Is it possible to produce cattle and sheep that offer both high quality and high yielding carcases?
University of New England meat science lecturer Peter McGilchrist believes it is, but said these traits were historically antagonistic to each other.
"Now that we have genetic selection, we can find animals that are both high quality and high yielding," Dr McGilchrist said.
"The factor that affects yield the most is the amount of fat that's on the outside of the meat - the subcutaneous fat - and the quality of the meat is largely determined by the amount of fat in the meat, which is the marbling, which adds to the weight of meat that gets sold.
"In the sheep industry, for many years we hadn't had an ASBV (Australian Sheep Breeding Values) for intramuscular fat (IMF), we only had a fat ASBV.
"So people were selecting for increased fatness expecting to also get increased IMF," he said.
But he said the correlation between the two wasn't strong so there was opportunity to find animals that bucked the correlation between subcutaneous fat and IMF.
"I've been pushing this theory that if we want high meat quality and high yielding, then we have to put downwards selection pressure on the subcutaneous fat and massive upwards selection pressure on the IMF," he said.
"We want to have our cake and eat it too from each carcase and that's the way we can do it."
So how did you increase your quality and yield?
"That's the hassle," he said.
"Take the fat off the outside of the meat and put it on the inside."
Dr McGilchrist is a big believer in carcase feedback and in proving so, was one of the creators of the Meat Standards Australia (MSA) index.
"Years ago, producers got all the individual carcase feedback - marbling, rib fat, carcase weight, ossification score, hump height, for example - and they had to be a scientist to work out which carcase was better than the other one," he said.
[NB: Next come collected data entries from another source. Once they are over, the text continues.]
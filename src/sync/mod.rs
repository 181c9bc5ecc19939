//! Sync Module - Cache refresh for the mirrored collections
//!
//! Provides:
//! - A bounded fetch pool for per-id detail requests
//! - Collection syncers (accounts: full snapshot, transactions: incremental pages)
//! - The sync engine: one active view, polling, manual refresh and backoff
//! - Sync-and-wait for callers that need a result before continuing
//!
//! Architecture:
//! - Remote is the source of truth, the local database is a cache
//! - Freshness lives in the `sync_state` table, one row per collection
//! - Cancellation is a `CancellationToken` threaded engine → syncer → pool

pub mod accounts;
pub mod backoff;
pub mod engine;
pub mod mapping;
pub mod pool;
pub mod transactions;
pub mod wait;

#[cfg(test)]
mod testing;

use crate::api::ApiError;
use crate::db::{Database, DbError};
use async_trait::async_trait;
use chrono::{DateTime, Utc};
use std::future::Future;
use tokio_util::sync::CancellationToken;

pub use accounts::AccountsSyncer;
pub use backoff::Backoff;
pub use engine::{EngineConfig, EngineError, SyncEngine, SyncEvent, SyncEventKind, SyncObserver};
pub use mapping::MappingError;
pub use pool::{fetch_all, PoolAbort};
pub use transactions::TransactionsSyncer;
pub use wait::{sync_and_wait, ACCOUNTS_WAIT_TIMEOUT, TRANSACTIONS_WAIT_TIMEOUT};

/// Collection name for the accounts syncer
pub const ACCOUNTS: &str = "accounts";
/// Collection name for the transactions syncer
pub const TRANSACTIONS: &str = "transactions";

// ============================================================================
// Errors
// ============================================================================

#[derive(Debug, thiserror::Error)]
pub enum SyncError {
    #[error("API error: {0}")]
    Api(#[from] ApiError),

    #[error("Database error: {0}")]
    Database(#[from] DbError),

    #[error("Mapping error: {0}")]
    Mapping(#[from] MappingError),

    #[error("Sync cancelled")]
    Cancelled,

    #[error("Fetch worker panicked: {0}")]
    WorkerPanicked(String),
}

impl From<PoolAbort> for SyncError {
    fn from(abort: PoolAbort) -> Self {
        match abort {
            PoolAbort::Cancelled => SyncError::Cancelled,
            PoolAbort::WorkerPanicked(message) => SyncError::WorkerPanicked(message),
        }
    }
}

impl SyncError {
    pub fn is_cancelled(&self) -> bool {
        matches!(self, SyncError::Cancelled)
    }
}

/// Outcome of one successful sync attempt
#[derive(Debug, Clone, Default, PartialEq, Eq)]
pub struct SyncReport {
    /// Rows written to the local store
    pub records_written: usize,
    /// List pages requested from the remote
    pub pages_fetched: usize,
    /// Whether an incremental walk stopped before running out of pages
    pub stopped_early: bool,
}

// ============================================================================
// Syncer trait
// ============================================================================

/// One mirrored collection
#[async_trait]
pub trait Syncer: Send + Sync {
    /// Name the engine registers this syncer under
    fn collection(&self) -> &str;

    /// Whether the local store holds any data for this collection
    fn has_cached_data(&self) -> Result<bool, SyncError>;

    /// Time of the last successful sync, if any
    fn last_success_at(&self) -> Result<Option<DateTime<Utc>>, SyncError>;

    /// Pull remote changes into the local store
    ///
    /// Records the attempt and its outcome in the sync state table.
    async fn sync(&self, cancel: &CancellationToken) -> Result<SyncReport, SyncError>;
}

// ============================================================================
// Shared helpers
// ============================================================================

/// Read `last_success_at` for a collection
pub(crate) fn last_success(db: &Database, collection: &str) -> Result<Option<DateTime<Utc>>, SyncError> {
    Ok(db
        .get_sync_state(collection)?
        .and_then(|state| state.last_success_at))
}

/// Record the outcome of an attempt and pass the result through
///
/// A cancelled attempt is neither a success nor a failure and is not recorded.
/// A failure to write bookkeeping is logged; it never replaces the sync result.
pub(crate) fn finish_attempt(
    db: &Database,
    collection: &str,
    result: Result<SyncReport, SyncError>,
) -> Result<SyncReport, SyncError> {
    let now = Utc::now();
    let recorded = match &result {
        Ok(_) => db.record_sync_success(collection, now),
        Err(e) if e.is_cancelled() => {
            log::debug!("Sync of {} cancelled", collection);
            Ok(())
        }
        Err(e) => db.record_sync_error(collection, now, &e.to_string()),
    };

    if let Err(e) = recorded {
        log::error!("Failed to record sync outcome for {}: {}", collection, e);
    }

    result
}

/// Run `fut` unless `cancel` fires first
pub(crate) async fn cancellable<T, F>(cancel: &CancellationToken, fut: F) -> Result<T, SyncError>
where
    F: Future<Output = Result<T, SyncError>>,
{
    tokio::select! {
        biased;
        _ = cancel.cancelled() => Err(SyncError::Cancelled),
        result = fut => result,
    }
}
"We needed one number for each carcase to indicate quality.
"[We had to work out] how we used all of those carcase measures to predict the MSA quality of lots of different cuts and the answer was actually simply saying 'why don't we just add up the scores of all those different cuts and average them out across the carcase', and then you get your average carcase score."
He said it was now a very balanced index that weighted the importance of each cut based on the proportion of muscle compared to the weight of all other muscles.
"And we really needed that in the industry so people could evaluate whether they were going forwards or backwards with their genetic programs, nutrition programs, or their management programs," he said.
"Having that index allows you to look backwards or even use the calculator to predict if you could shift marbling from this to this, what would that do to your overall MSA index?"
He said that was only valuable when there were incentives around for higher quality animals.
"MSA has been in the world since 1998, and since then people have been talking about getting paid for the eating quality of the cattle they produce," he said.
"But really only in the last three to four years have companies actually been incentivising producers to produce high quality cattle with certain qualities."
He noted specific companies like Greenhams, JBS and NH Foods had been at the forefront of this change.
"The reason why it takes so long to incentivise such things is for us it's easy to say if someone gives you a good animal, then pay for it, but [the industry] needed to develop brands over time because if all of a sudden they got pull through, they might have got 100 clients and only had enough product to supply 80," he said.
But he said producers were savvy at working out how they could get that advantage.
"That understanding around incentives is here and probably here to stay," he said.
"People have really started thinking about the genetics and maturity patterns of their cattle; you want a more moderate growth, not too late. Everyone was chasing growth for years, but if you chase growth, then your percentage of maturity at the time you reach slaughter gets lower and lower.
"Pigs these days might get harvested at 25 per cent of their mature weight, whereas a cow if it's killed at 300 kilograms carcase weight, might be 75pc of its mature weight.
"But if we keep going for growth and get bigger and bigger animals, then 300kg carcase weight might be 50pc of its mature weight.
"You get late depositing tissue, so if we just select hard on growth, we're going to get worse and worse eating quality if we don't also select hard on IMF.
"We have witnessed this genetic trend in the lamb industry over the pas decade also."
He said you had to think about how much fat was needed in the system for flavour, tenderness, juiciness and yield, but also how much was needed on farm to ensure productivity, reproduction and resilience for our females.
"You've got to think of the productivity of animals because they spend a lot of time on farm, and that's particularly important for females," he said.
Dr McGilchrist has also conducted research in the global satisfaction of Australian red meat.
He said they were trying to classify whether international consumers were the same as Australian consumers in terms of their taste for our read meat.
"A lot of lamb work's been done in China and the United States and then beef's been taken all over the world; there's been some [testing] done in Japan, France, Poland, Wales, the US, plus many more," he said.
He said one interesting difference was that US consumers could taste the difference between grainfed and grassfed.
"We get a mixture of it in our supermarkets and butcher shops and our palettes aren't very sensitive to it whereas American palettes are," he said.
He said Chinese consumers rated our product and were often more lenient.